İşçiler, genelge kapsamında ALO 170 ve Çalışma ve Sosyal Güvenlik Bakanlığının dışında CİMER, TBMM Dilekçe Komisyonu, Türkiye İnsan Hakları ve Eşitlik Kurumu, Kamu Denetçiliği Kurumu gibi birden fazla kuruma başvurabileceklerdir.
Mobbing, işçinin kişiliğine karşı sistematik olarak işçiler, yöneticiler yahut işveren tarafından kötü muameleye maruz bırakılmasıdır. Başlı başına mobbingi oluşturan fiillerin haksız fiil olduğundan bahsetmek zorlama bir yorum olmakla birlikte, bir arada süregelen sistematik eylemlerin süreç kapsamında hukuka aykırı eylemlere dönüşmesi yorumunu yapmak taciz durumunu özetleyecektir. Mobbingde amaç, mağduru yıldırma ve sindirme politikalarıdır. İşçiyi kasıtlı olarak dışlama eylemi söz konusudur. İşbu haksız eyleme karşı açılan mobbing davalarında sorumlu işverenken, yeni genelge ile birlikte artık yöneticilerin de bu kapsamda sorumluluklarının doğacağından bahsetmek mümkündür. İşbu mobbing fiilinin ispat yükü işçide olacaktır. "İspat hususunda kesin bir ispat aranmamakla birlikte, yaklaşık ispat yeterli olacaktır." Yargıtay 22. Hukuk Dairesi 2016/3654 Esas, 2019/1020 Karar, 16.01.2019 Tarihli Kararında vurgulanmıştır.

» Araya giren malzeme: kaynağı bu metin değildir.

//! Session memory.
//!
//! A session is an ordered message history keyed by `session_id`. Messages
//! are appended by the orchestrator and never rewritten; resuming a
//! session replays them back into the provider request. The store speaks
//! SQLite-style SQL with `?` placeholders and relies on the
//! [`DatabaseEngine`](crate::db::engine::DatabaseEngine)'s dialect shim on
//! Postgres; ordering uses an explicit per-session sequence number so both
//! backends behave identically.

use std::sync::Arc;

use crate::db::engine::DatabaseEngine;
use crate::db::{DbConnection, DbError, DbValue, Migration, TxFn};
use crate::provider::{Message, Role, ToolCall};

fn create_sessions_table(conn: &mut dyn DbConnection) -> TxFn<'_, ()> {
    Box::pin(async move {
        conn.execute(
            "CREATE TABLE IF NOT EXISTS sessions (\n                session_id TEXT PRIMARY KEY,\n                created_at TEXT NOT NULL,\n                updated_at TEXT NOT NULL\n            )",
            &[],
        )
        .await?;
        Ok(())
    })
}

fn create_messages_table(conn: &mut dyn DbConnection) -> TxFn<'_, ()> {
    Box::pin(async move {
        conn.execute(
            "CREATE TABLE IF NOT EXISTS session_messages (\n                session_id TEXT NOT NULL,\n                seq INTEGER NOT NULL,\n                role TEXT NOT NULL,\n                content TEXT NOT NULL,\n                tool_calls TEXT,\n                tool_call_id TEXT,\n                created_at TEXT NOT NULL,\n                PRIMARY KEY (session_id, seq)\n            )",
            &[],
        )
        .await?;
        Ok(())
    })
}

/// Schema migrations owned by the memory subsystem.
pub fn memory_migrations() -> Vec<Migration> {
    vec![
        Migration {
            version: 1,
            name: "create_sessions",
            up: create_sessions_table,
        },
        Migration {
            version: 2,
            name: "create_session_messages",
            up: create_messages_table,
        },
    ]
}

/// Summary row for session listings.
#[derive(Debug, Clone, serde::Serialize)]
pub struct SessionInfo {
    pub session_id: String,
    pub created_at: String,
    pub updated_at: String,
}

fn now() -> String {
    chrono::Utc::now().to_rfc3339()
}

fn encode_tool_calls(tool_calls: &[ToolCall]) -> Result<DbValue, DbError> {
    if tool_calls.is_empty() {
        return Ok(DbValue::Null);
    }
    serde_json::to_string(tool_calls)
        .map(DbValue::Text)
        .map_err(|e| DbError::Query(format!("cannot encode tool_calls: {}", e)))
}

fn decode_tool_calls(cell: &DbValue) -> Vec<ToolCall> {
    match cell.as_str() {
        Some(raw) => serde_json::from_str(raw).unwrap_or_default(),
        None => Vec::new(),
    }
}

/// Persisted conversation history over the shared database engine.
pub struct MemoryStore {
    db: Arc<DatabaseEngine>,
}

impl MemoryStore {
    /// Wrap the shared engine.
    pub fn new(db: Arc<DatabaseEngine>) -> Self {
        Self { db }
    }

    /// Apply the memory schema migrations.
    pub async fn initialize(&self) -> Result<(), DbError> {
        self.db.run_migrations(&memory_migrations()).await
    }

    /// Create a session row if it does not exist yet.
    pub async fn create_session(&self, session_id: &str) -> Result<(), DbError> {
        let ts = now();
        self.db
            .execute(
                "INSERT INTO sessions (session_id, created_at, updated_at)\n                 SELECT ?, ?, ?\n                 WHERE NOT EXISTS (SELECT 1 FROM sessions WHERE session_id = ?)",
                &[
                    DbValue::from(session_id),
                    DbValue::Text(ts.clone()),
                    DbValue::Text(ts),
                    DbValue::from(session_id),
                ],
            )
            .await?;
        Ok(())
    }

    /// Load a session's messages in append order. An unknown session is an
    /// empty history, not an error.
    pub async fn load_messages(&self, session_id: &str) -> Result<Vec<Message>, DbError> {
        let rows = self
            .db
            .fetch_all(
                "SELECT role, content, tool_calls, tool_call_id\n                 FROM session_messages WHERE session_id = ? ORDER BY seq",
                &[DbValue::from(session_id)],
            )
            .await?;

        let mut messages = Vec::with_capacity(rows.len());
        for row in rows {
            let role = row
                .first()
                .and_then(DbValue::as_str)
                .and_then(Role::parse)
                .ok_or_else(|| DbError::Query("corrupt role column".into()))?;
            let content = row
                .get(1)
                .and_then(DbValue::as_str)
                .unwrap_or_default()
                .to_string();
            let tool_calls = row.get(2).map(decode_tool_calls).unwrap_or_default();
            let tool_call_id = row
                .get(3)
                .and_then(DbValue::as_str)
                .map(String::from);
            messages.push(Message {
                role,
                content,
                tool_calls,
                tool_call_id,
            });
        }
        Ok(messages)
    }

    /// Append messages to a session inside one transaction, creating the
    /// session row when missing and touching its `updated_at`.
    pub async fn append_messages(
        &self,
        session_id: &str,
        messages: &[Message],
    ) -> Result<(), DbError> {
        if messages.is_empty() {
            return Ok(());
        }

        // Encode outside the transaction so a bad message cannot leave a
        // half-written batch behind.
        let mut encoded: Vec<(String, String, DbValue, DbValue)> =
            Vec::with_capacity(messages.len());
        for message in messages {
            encoded.push((
                message.role.to_string(),
                message.content.clone(),
                encode_tool_calls(&message.tool_calls)?,
                DbValue::from(message.tool_call_id.clone()),
            ));
        }

        let session_id = session_id.to_string();
        self.db
            .transaction(move |conn: &mut dyn DbConnection| {
                Box::pin(async move {
                    let ts = now();
                    conn.execute(
                        "INSERT INTO sessions (session_id, created_at, updated_at)\n                         SELECT ?, ?, ?\n                         WHERE NOT EXISTS (SELECT 1 FROM sessions WHERE session_id = ?)",
                        &[
                            DbValue::Text(session_id.clone()),
                            DbValue::Text(ts.clone()),
                            DbValue::Text(ts.clone()),
                            DbValue::Text(session_id.clone()),
                        ],
                    )
                    .await?;

                    let row = conn
                        .fetch_one(
                            "SELECT COALESCE(MAX(seq), 0) FROM session_messages WHERE session_id = ?",
                            &[DbValue::Text(session_id.clone())],
                        )
                        .await?;
                    let mut seq = row
                        .and_then(|r| r.first().and_then(DbValue::as_i64))
                        .unwrap_or(0);

                    for (role, content, tool_calls, tool_call_id) in encoded {
                        seq += 1;
                        conn.execute(
                            "INSERT INTO session_messages\n                             (session_id, seq, role, content, tool_calls, tool_call_id, created_at)\n                             VALUES (?, ?, ?, ?, ?, ?, ?)",
                            &[
                                DbValue::Text(session_id.clone()),
                                DbValue::Integer(seq),
                                DbValue::Text(role),
                                DbValue::Text(content),
                                tool_calls,
                                tool_call_id,
                                DbValue::Text(ts.clone()),
                            ],
                        )
                        .await?;
                    }

                    conn.execute(
                        "UPDATE sessions SET updated_at = ? WHERE session_id = ?",
                        &[DbValue::Text(ts), DbValue::Text(session_id)],
                    )
                    .await?;
                    Ok(())
                })
            })
            .await
    }

    /// Most recently updated sessions, newest first.
    pub async fn list_sessions(&self, limit: i64) -> Result<Vec<SessionInfo>, DbError> {
        let rows = self
            .db
            .fetch_all(
                "SELECT session_id, created_at, updated_at FROM sessions\n                 ORDER BY updated_at DESC LIMIT ?",
                &[DbValue::Integer(limit)],
            )
            .await?;
        Ok(rows
            .into_iter()
            .filter_map(|row| {
                Some(SessionInfo {
                    session_id: row.first()?.as_str()?.to_string(),
                    created_at: row.get(1)?.as_str()?.to_string(),
                    updated_at: row.get(2)?.as_str()?.to_string(),
                })
            })
            .collect())
    }

    /// The most recently updated session, if any.
    pub async fn latest_session(&self) -> Result<Option<SessionInfo>, DbError> {
        Ok(self.list_sessions(1).await?.into_iter().next())
    }

    /// Delete every session and message; returns the deleted session
    /// count.
    pub async fn clear_all_sessions(&self) -> Result<u64, DbError> {
        self.db.execute("DELETE FROM session_messages", &[]).await?;
        self.db.execute("DELETE FROM sessions", &[]).await
    }

    /// Session-stats snapshot as JSON (for events and health endpoints).
    pub async fn session_count(&self) -> Result<i64, DbError> {
        let row = self
            .db
            .fetch_one("SELECT COUNT(*) FROM sessions", &[])
            .await?;
        Ok(row
            .and_then(|r| r.first().and_then(DbValue::as_i64))
            .unwrap_or(0))
    }
}

#[cfg(test)]
mod tests {
    use super::*;
    use serde_json::json;

    async fn store() -> (tempfile::TempDir, MemoryStore) {
        let dir = tempfile::tempdir().expect("tempdir");
        let url = format!("sqlite:///{}", dir.path().join("m.db").to_string_lossy());
        let store = MemoryStore::new(Arc::new(DatabaseEngine::new(url)));
        store.initialize().await.expect("migrations");
        (dir, store)
    }

    #[tokio::test]
    async fn test_empty_session_loads_empty() {
        let (_dir, store) = store().await;
        assert!(store.load_messages("nope").await.unwrap().is_empty());
    }

    #[tokio::test]
    async fn test_append_and_load_round_trip() {
        let (_dir, store) = store().await;

        let tool_call = ToolCall {
            id: "c1".into(),
            name: "echo".into(),
            arguments: json!({"x": 1}),
        };
        let history = vec![
            Message::new(Role::System, "You are SAM."),
            Message::new(Role::User, "hello"),
            Message::assistant_with_tool_calls("", vec![tool_call.clone()]),
            Message::tool_result("c1", "{\"x\":1}"),
            Message::new(Role::Assistant, "done"),
        ];
        store.append_messages("s1", &history).await.unwrap();

        let loaded = store.load_messages("s1").await.unwrap();
        assert_eq!(loaded.len(), 5);
        assert_eq!(loaded[0].role, Role::System);
        assert_eq!(loaded[2].tool_calls, vec![tool_call]);
        assert_eq!(loaded[3].tool_call_id.as_deref(), Some("c1"));
        assert_eq!(loaded[4].content, "done");
    }

    #[tokio::test]
    async fn test_appends_preserve_order_across_batches() {
        let (_dir, store) = store().await;
        store
            .append_messages("s1", &[Message::new(Role::User, "one")])
            .await
            .unwrap();
        store
            .append_messages("s1", &[Message::new(Role::Assistant, "two")])
            .await
            .unwrap();

        let loaded = store.load_messages("s1").await.unwrap();
        assert_eq!(loaded[0].content, "one");
        assert_eq!(loaded[1].content, "two");
    }

    #[tokio::test]
    async fn test_list_and_clear_sessions() {
        let (_dir, store) = store().await;
        store.create_session("a").await.unwrap();
        store
            .append_messages("b", &[Message::new(Role::User, "hi")])
            .await
            .unwrap();

        let sessions = store.list_sessions(10).await.unwrap();
        assert_eq!(sessions.len(), 2);
        assert_eq!(store.session_count().await.unwrap(), 2);

        store.clear_all_sessions().await.unwrap();
        assert_eq!(store.session_count().await.unwrap(), 0);
        assert!(store.load_messages("b").await.unwrap().is_empty());
    }
}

Mobbing iddialarının isnadı bakımından illiyet bağının teşekküllü kurulmasının zorlayıcılığı sebeplerinden, işverenler mobbing davalarında genelde rahat bir tavır sergileseler de mobbing iddiası başlı başına kurumun itibarını zedeleyici bir intibadır. İşverenlerin gerçeğe aykırı beyanlarla zedelenmemesi vurgusu ilk kez işbu genelgeyle vurgulanmıştır. Bu vurguların işçiler aleyhine yaptırım doğuracağı şeklinde algılanması doğru değildir fakat işçilerin işyeri sohbetlerinde yahut sektörde mobbinge uğradıklarından kasıtla işverenleri ve yöneticileri hakkında asılsız iddialar ileri sürmeleri başlı başına haksız fiil teşkil edecektir. İşbu eylemler işveren açısından itibarının işyerinde sarsılmasına sebebiyet verebilecektir. Çalışanlarıyla kurumsal iletişimi ve iş yeri disiplinini bir nevi kontrolden çıkmışçasına kaybeden işverenin ise böylesi bir durumda sektörel bazlı başarılı olma şansı elbette düşüş gösterecektir. Bu noktada işveren ve hatta yönetici lehine tazminat hakkı gündeme gelebilecektir.